From: Troy Benjegerdes <hozer@hozed.org>
To: Richard Davies <richard@arachsys.com>
Cc: Avi Kivity <avi@redhat.com>, kvm@vger.kernel.org, qemu-devel@nongnu.org
Subject: Re: [Qemu-devel] Windows slow boot: contractor wanted
Date: Tue, 21 Aug 2012 10:39:46 -0500 [thread overview]
Message-ID: <20120821153946.GO7722@us.grid.coop> (raw)
In-Reply-To: <20120821152107.GA16363@alpha.arachsys.com>
Do you have any way to determine what CPU groups the different VMs
are running on?
If you end up in an overcommit situation where half the 'virtual'
cpus are on one AMD socket, and the other half are on a different
AMD socket, then you'll be thrashing the hypertransport link.

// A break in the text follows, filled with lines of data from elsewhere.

use std::sync::Arc;
use std::time::{Duration, Instant};
use tokio::sync::Mutex;

// ============================================================================
// Circuit Breaker
// ============================================================================
//
// Guards one outbound dependency (broker, catalog, payment service). After
// `failure_threshold` consecutive failures calls are refused locally until
// `cooldown` has passed; one trial call is then let through (HalfOpen) and
// `success_threshold` successes close the circuit again.
//
// The breaker never retries. A refused call fails fast so the caller can
// report the dependency as unavailable.
//
// ============================================================================

#[derive(Debug, Clone, Copy, PartialEq)]
pub enum CircuitState {
    Closed,
    Open,
    HalfOpen,
}

impl CircuitState {
    /// Gauge encoding: 0=Closed, 1=Open, 2=HalfOpen
    pub fn code(self) -> u8 {
        match self {
            CircuitState::Closed => 0,
            CircuitState::Open => 1,
            CircuitState::HalfOpen => 2,
        }
    }
}

#[derive(Clone)]
pub struct CircuitBreakerConfig {
    /// Consecutive failures before opening
    pub failure_threshold: u32,
    /// How long an open circuit refuses calls
    pub cooldown: Duration,
    /// Successes needed in HalfOpen to close
    pub success_threshold: u32,
}

impl Default for CircuitBreakerConfig {
    fn default() -> Self {
        Self {
            failure_threshold: 5,
            cooldown: Duration::from_secs(30),
            success_threshold: 2,
        }
    }
}

struct BreakerState {
    state: CircuitState,
    failure_count: u32,
    success_count: u32,
    opened_at: Option<Instant>,
}

#[derive(Clone)]
pub struct CircuitBreaker {
    name: &'static str,
    state: Arc<Mutex<BreakerState>>,
    config: CircuitBreakerConfig,
}

impl CircuitBreaker {
    pub fn new(name: &'static str, config: CircuitBreakerConfig) -> Self {
        Self {
            name,
            state: Arc::new(Mutex::new(BreakerState {
                state: CircuitState::Closed,
                failure_count: 0,
                success_count: 0,
                opened_at: None,
            })),
            config,
        }
    }

    pub fn name(&self) -> &'static str {
        self.name
    }

    /// Run `operation` unless the circuit is open.
    pub async fn call<F, T, E>(&self, operation: F) -> Result<T, CircuitBreakerError<E>>
    where
        F: std::future::Future<Output = Result<T, E>>,
    {
        {
            let mut state = self.state.lock().await;

            if state.state == CircuitState::Open {
                let cooled_down = state
                    .opened_at
                    .map(|at| at.elapsed() >= self.config.cooldown)
                    .unwrap_or(true);

                if !cooled_down {
                    return Err(CircuitBreakerError::CircuitOpen);
                }

                tracing::info!(breaker = self.name, "Circuit breaker half-open, trying one call");
                state.state = CircuitState::HalfOpen;
                state.success_count = 0;
            }
        }

        match operation.await {
            Ok(result) => {
                self.record_success().await;
                Ok(result)
            }
            Err(err) => {
                self.record_failure().await;
                Err(CircuitBreakerError::OperationFailed(err))
            }
        }
    }

    async fn record_success(&self) {
        let mut state = self.state.lock().await;

        match state.state {
            CircuitState::HalfOpen => {
                state.success_count += 1;
                if state.success_count >= self.config.success_threshold {
                    tracing::info!(breaker = self.name, "✅ Circuit breaker closed");
                    state.state = CircuitState::Closed;
                    state.failure_count = 0;
                    state.success_count = 0;
                    state.opened_at = None;
                }
            }
            CircuitState::Closed => {
                state.failure_count = 0;
            }
            CircuitState::Open => {}
        }
    }

    async fn record_failure(&self) {
        let mut state = self.state.lock().await;
        state.failure_count += 1;

        match state.state {
            CircuitState::Closed if state.failure_count >= self.config.failure_threshold => {
                tracing::warn!(
                    breaker = self.name,
                    failures = state.failure_count,
                    "🔌 Circuit breaker opened"
                );
                state.state = CircuitState::Open;
                state.opened_at = Some(Instant::now());
            }
            CircuitState::HalfOpen => {
                tracing::warn!(breaker = self.name, "Trial call failed, reopening circuit");
                state.state = CircuitState::Open;
                state.success_count = 0;
                state.opened_at = Some(Instant::now());
            }
            _ => {}
        }
    }

    pub async fn get_state(&self) -> CircuitState {
        self.state.lock().await.state
    }
}

#[derive(Debug)]
pub enum CircuitBreakerError<E> {
    CircuitOpen,
    OperationFailed(E),
}

impl<E: std::fmt::Display> std::fmt::Display for CircuitBreakerError<E> {
    fn fmt(&self, f: &mut std::fmt::Formatter<'_>) -> std::fmt::Result {
        match self {
            CircuitBreakerError::CircuitOpen => write!(f, "Circuit breaker is open"),
            CircuitBreakerError::OperationFailed(e) => write!(f, "Operation failed: {}", e),
        }
    }
}

impl<E: std::error::Error> std::error::Error for CircuitBreakerError<E> {}
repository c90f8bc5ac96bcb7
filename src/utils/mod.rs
pub mod circuit_breaker;

pub use circuit_breaker::{CircuitBreaker, CircuitBreakerConfig, CircuitBreakerError, CircuitState};
use std::collections::HashMap;
use std::time::Duration;

use async_trait::async_trait;
use reqwest::Client;
use rust_decimal::Decimal;
use serde::Deserialize;

use crate::domain::order::{IntegrationError, LineItems, Product, ProductCatalog};
use crate::utils::{CircuitBreaker, CircuitBreakerConfig, CircuitBreakerError};

/// Catalog wire format. Prices travel as decimal strings.
#[derive(Debug, Clone, Deserialize)]
pub struct ProductDto {
    pub id: String,
    pub name: String,
    pub price: String,
    #[serde(default)]
    pub category: String,
}

impl ProductDto {
    fn into_product(self) -> Result<Product, IntegrationError> {
        let price: Decimal = self.price.trim().parse().map_err(|_| {
            IntegrationError::InvalidResponse(format!("price {:?} for product {}", self.price, self.id))
        })?;

        Ok(Product {
            id: self.id,
            name: self.name,
            price,
            category: self.category,
        })
    }
}

/// Product lookup against the catalog service:
/// `GET {base}/api/products?ids=a,b`
pub struct HttpProductCatalog {
    client: Client,
    base_url: String,
    circuit_breaker: CircuitBreaker,
}

impl HttpProductCatalog {
    pub fn new(base_url: &str, timeout: Duration) -> anyhow::Result<Self> {
        let client = Client::builder().timeout(timeout).build()?;

        Ok(Self {
            client,
            base_url: base_url.trim_end_matches('/').to_string(),
            circuit_breaker: CircuitBreaker::new("catalog", CircuitBreakerConfig::default()),
        })
    }

    async fn fetch(&self, ids: &[&str]) -> Result<Vec<ProductDto>, IntegrationError> {
        let url = format!("{}/api/products", self.base_url);

        let response = self
            .client
            .get(&url)
            .query(&[("ids", ids.join(","))])
            .send()
            .await
            .map_err(|e| IntegrationError::Unavailable(e.to_string()))?;

        let status = response.status();
        if !status.is_success() {
            return Err(IntegrationError::Rejected {
                status: status.as_u16(),
            });
        }

        response
            .json::<Vec<ProductDto>>()
            .await
            .map_err(|e| IntegrationError::InvalidResponse(e.to_string()))
    }
}

/// Copy catalog data onto every line item. Every item must be present.
pub fn apply_products(items: &mut LineItems, products: Vec<ProductDto>) -> Result<(), IntegrationError> {
    let mut by_id: HashMap<String, ProductDto> =
        products.into_iter().map(|p| (p.id.clone(), p)).collect();

    for (id, item) in items.iter_mut() {
        let dto = by_id
            .remove(id)
            .ok_or_else(|| IntegrationError::ProductNotFound(id.clone()))?;
        item.product = dto.into_product()?;
    }

    Ok(())
}

#[async_trait]
impl ProductCatalog for HttpProductCatalog {
    async fn get_products(&self, items: &mut LineItems) -> Result<(), IntegrationError> {
        if items.is_empty() {
            return Ok(());
        }

        let ids: Vec<&str> = items.keys().map(String::as_str).collect();

        let products = match self.circuit_breaker.call(self.fetch(&ids)).await {
            Ok(products) => products,
            Err(CircuitBreakerError::CircuitOpen) => {
                tracing::warn!("Circuit breaker open - catalog unavailable");
                return Err(IntegrationError::CircuitOpen(self.circuit_breaker.name().to_string()));
            }
            Err(CircuitBreakerError::OperationFailed(e)) => {
                tracing::warn!(error = %e, "Catalog lookup failed");
                return Err(e);
            }
        };

        tracing::debug!(requested = ids.len(), returned = products.len(), "Resolved products");

        apply_products(items, products)
    }
}

#[cfg(test)]
mod tests {
    use super::*;
    use crate::domain::order::{line_items, OrderItem};

    fn dto(id: &str, price: &str) -> ProductDto {
        ProductDto {
            id: id.to_string(),
            name: format!("{} name", id),
            price: price.to_string(),
            category: "meal".to_string(),
        }
    }

    fn items(ids: &[&str]) -> LineItems {
        line_items(ids.iter().map(|id| OrderItem::unresolved(*id, 1)))
    }

    #[test]
    fn test_apply_products_fills_items() {
        let mut items = items(&["p1", "p2"]);

        apply_products(&mut items, vec![dto("p2", "3.10"), dto("p1", "12.50")]).unwrap();

        assert_eq!(items["p1"].product.price, "12.50".parse::<Decimal>().unwrap());
        assert_eq!(items["p2"].product.name, "p2 name");
        assert_eq!(items["p2"].product.category, "meal");
    }

    #[test]
    fn test_missing_product_fails() {
        let mut items = items(&["p1", "p2"]);

        let result = apply_products(&mut items, vec![dto("p1", "1")]);

        assert!(matches!(result, Err(IntegrationError::ProductNotFound(ref id)) if id == "p2"));
    }

    #[test]
    fn test_unparseable_price_is_invalid_response() {
        let mut items = items(&["p1"]);

        let result = apply_products(&mut items, vec![dto("p1", "twelve")]);

        assert!(matches!(result, Err(IntegrationError::InvalidResponse(_))));
    }

    #[test]
    fn test_response_decoding() {
        let body = r#"[{"id":"p1","name":"Burger","price":"19.90","category":"meal"},
                       {"id":"p2","name":"Water","price":"2"}]"#;

        let products: Vec<ProductDto> = serde_json::from_str(body).unwrap();

        assert_eq!(products.len(), 2);
        assert_eq!(products[1].category, "");
        let product = products[0].clone().into_product().unwrap();
        assert_eq!(product.price, "19.90".parse::<Decimal>().unwrap());
    }

    #[tokio::test]
    async fn test_empty_items_skip_the_call() {
        // Nothing listens on this port; an empty lookup must not reach it.
        let catalog = HttpProductCatalog::new("http://127.0.0.1:9/", Duration::from_millis(50)).unwrap();
        let mut items = LineItems::new();

        assert!(catalog.get_products(&mut items).await.is_ok());
    }
}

At Cray we were very carefull to never overcommit runnable processes
to CPUS, and generally locked processes to a single cpu.
Have a read of
http://berrange.com/posts/2010/02/12/controlling-guest-cpu-numa-affinity-in-libvirt-with-qemu-kvm-xen/
I'm going to speculate that when things don't work very well you end up with
memory from a booting guest scattered across many different NUMA nodes/cpus,
and then it really won't matter how good the spin loop/scheduler code is
because you are bound by the additional latency and bandwidth limitations of
running on one socekt and accessing half the memory that's resident on a
different socket.
On Tue, Aug 21, 2012 at 04:21:07PM +0100, Richard Davies wrote:
> Avi Kivity wrote:
> > Richard Davies wrote:
> > > We're running host kernel 3.5.1 and qemu-kvm 1.1.1.
> > >
> > > I hadn't though about it, but I agree this is related to cpu overcommit. The
> > > slow boots are intermittent (and infrequent) with cpu overcommit whereas I
> > > don't think it occurs without cpu overcommit.
> > >
> > > In addition, if there is a slow boot ongoing, and you kill some other VMs to
> > > reduce cpu overcommit then this will sometimes speed it up.
> > >
> > > I guess the question is why even with overcommit most boots are fine, but
> > > some small fraction then go slow?
> >
> > Could be a bug. The scheduler and the spin-loop handling code fight
> > each other instead of working well.
> >
> > Please provide snapshots of 'perf top' while a slow boot is in progress.
>
> Below are two 'perf top' snapshots during a slow boot, which appear to me to
> support your idea of a spin-lock problem.
>
> There are a lot more "unprocessable samples recorded" messages at the end of
> each snapshot which I haven't included. I think these may be from the guest
> OS - the kernel is listed, and qemu-kvm itself is listed on some other
> traces which I did, although not these.
>
> Richard.
>
>
>
> PerfTop: 62249 irqs/sec kernel:96.9% exact: 0.0% [4000Hz cycles], (all, 16 CPUs)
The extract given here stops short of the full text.